§ **What is needed**
Give back each line of the listing below that contains the string "FraudCheck".

=== Begin Enclosure ===

use chrono::{NaiveDate, Utc};
use serde_json::json;
use sqlx::PgConnection;

use crate::error::AppResult;
use crate::services::audit_log;

/// Declared-vs-ECU divergence beyond this many km is flagged.
const ECU_TOLERANCE_KM: i64 = 5000;

#[derive(Debug, PartialEq)]
pub struct FraudCheck {
    pub flag: bool,
    pub reason: Option<String>,
}

/// Rollback and ECU-mismatch rules. Both may fire; reasons are concatenated.
pub fn evaluate(km: i64, prior_km: Option<i64>, ecu_km: Option<i64>) -> FraudCheck {
    let mut reasons: Vec<String> = Vec::new();

    if let Some(prior) = prior_km {
        if km < prior {
            reasons.push(format!("Rollback suspect: {} km < precedent {} km", km, prior));
        }
    }

    if let Some(ecu) = ecu_km {
        if (ecu - km).abs() > ECU_TOLERANCE_KM {
            reasons.push(format!("ECU mismatch: ECU={} vs declared={}", ecu, km));
        }
    }

    if reasons.is_empty() {
        FraudCheck { flag: false, reason: None }
    } else {
        FraudCheck { flag: true, reason: Some(reasons.join(" ")) }
    }
}

/// Record an odometer reading for a submission, flagging anomalies.
/// Advisory: a flagged reading is still persisted and the parent submission
/// is never rejected. No-op when km is absent or non-positive.
pub async fn maybe_record(
    conn: &mut PgConnection,
    vin: &str,
    submission_id: i32,
    km: Option<i64>,
    reading_date: Option<NaiveDate>,
    ecu_km: Option<i64>,
    source: &str,
    ip: Option<&str>,
) -> AppResult<()> {
    let km = match km {
        Some(km) if km > 0 => km,
        _ => return Ok(()),
    };

    // Latest prior reading; same-day ties resolve by insertion order.
    let prior_km: Option<i64> = sqlx::query_scalar(
        "SELECT km::BIGINT FROM odometer_readings WHERE vin = $1 \
         ORDER BY reading_date DESC, id DESC LIMIT 1",
    )
    .bind(vin)
    .fetch_optional(&mut *conn)
    .await?;

    let check = evaluate(km, prior_km, ecu_km);
    let reading_date = reading_date.unwrap_or_else(|| Utc::now().date_naive());

    let reading_id: i32 = sqlx::query_scalar(
        r#"
        INSERT INTO odometer_readings (vin, submission_id, reading_date, km, unit, source, ecu_km, fraud_flag, fraud_reason)
        VALUES ($1, $2, $3, $4, 'km', $5, $6, $7, $8)
        RETURNING id
        "#,
    )
    .bind(vin)
    .bind(submission_id)
    .bind(reading_date)
    .bind(km as i32)
    .bind(source)
    .bind(ecu_km.map(|v| v as i32))
    .bind(check.flag)
    .bind(&check.reason)
    .fetch_one(&mut *conn)
    .await?;

    if check.flag {
        let reason = check.reason.as_deref().unwrap_or_default();
        tracing::warn!("Odometer anomaly on {}: {}", vin, reason);
        audit_log::append(
            conn,
            "odometer_fraud_alert",
            "odometer_readings",
            Some(reading_id),
            json!({ "vin": vin, "km": km, "reason": reason }),
            ip,
        )
        .await?;
    }

    Ok(())
}

#[cfg(test)]
mod tests {
    use super::*;

    #[test]
    fn test_no_prior_no_ecu_is_clean() {
        let check = evaluate(45000, None, None);
        assert!(!check.flag);
        assert_eq!(check.reason, None);
    }

    #[test]
    fn test_increasing_reading_is_clean() {
        let check = evaluate(50000, Some(45000), None);
        assert!(!check.flag);
    }

    #[test]
    fn test_equal_reading_is_clean() {
        let check = evaluate(50000, Some(50000), None);
        assert!(!check.flag);
    }

    #[test]
    fn test_rollback_flagged() {
        let check = evaluate(30000, Some(50000), None);
        assert!(check.flag);
        assert_eq!(
            check.reason.as_deref(),
            Some("Rollback suspect: 30000 km < precedent 50000 km")
        );
    }

    #[test]
    fn test_ecu_mismatch_flagged() {
        let check = evaluate(60000, None, Some(72000));
        assert!(check.flag);
        assert_eq!(
            check.reason.as_deref(),
            Some("ECU mismatch: ECU=72000 vs declared=60000")
        );
    }

    #[test]
    fn test_ecu_within_tolerance_is_clean() {
        assert!(!evaluate(60000, None, Some(65000)).flag);
        assert!(!evaluate(60000, None, Some(55000)).flag);
    }

    #[test]
    fn test_ecu_mismatch_is_symmetric() {
        assert!(evaluate(72000, None, Some(60000)).flag);
    }

    #[test]
    fn test_both_rules_concatenate() {
        let check = evaluate(30000, Some(50000), Some(90000));
        assert!(check.flag);
        let reason = check.reason.unwrap();
        assert!(reason.contains("Rollback suspect: 30000 km < precedent 50000 km"));
        assert!(reason.contains("ECU mismatch: ECU=90000 vs declared=30000"));
    }
}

=== End Enclosure ===

§ **Response**
pub struct FraudCheck {
pub fn evaluate(km: i64, prior_km: Option<i64>, ecu_km: Option<i64>) -> FraudCheck {
        FraudCheck { flag: false, reason: None }
        FraudCheck { flag: true, reason: Some(reasons.join(" ")) }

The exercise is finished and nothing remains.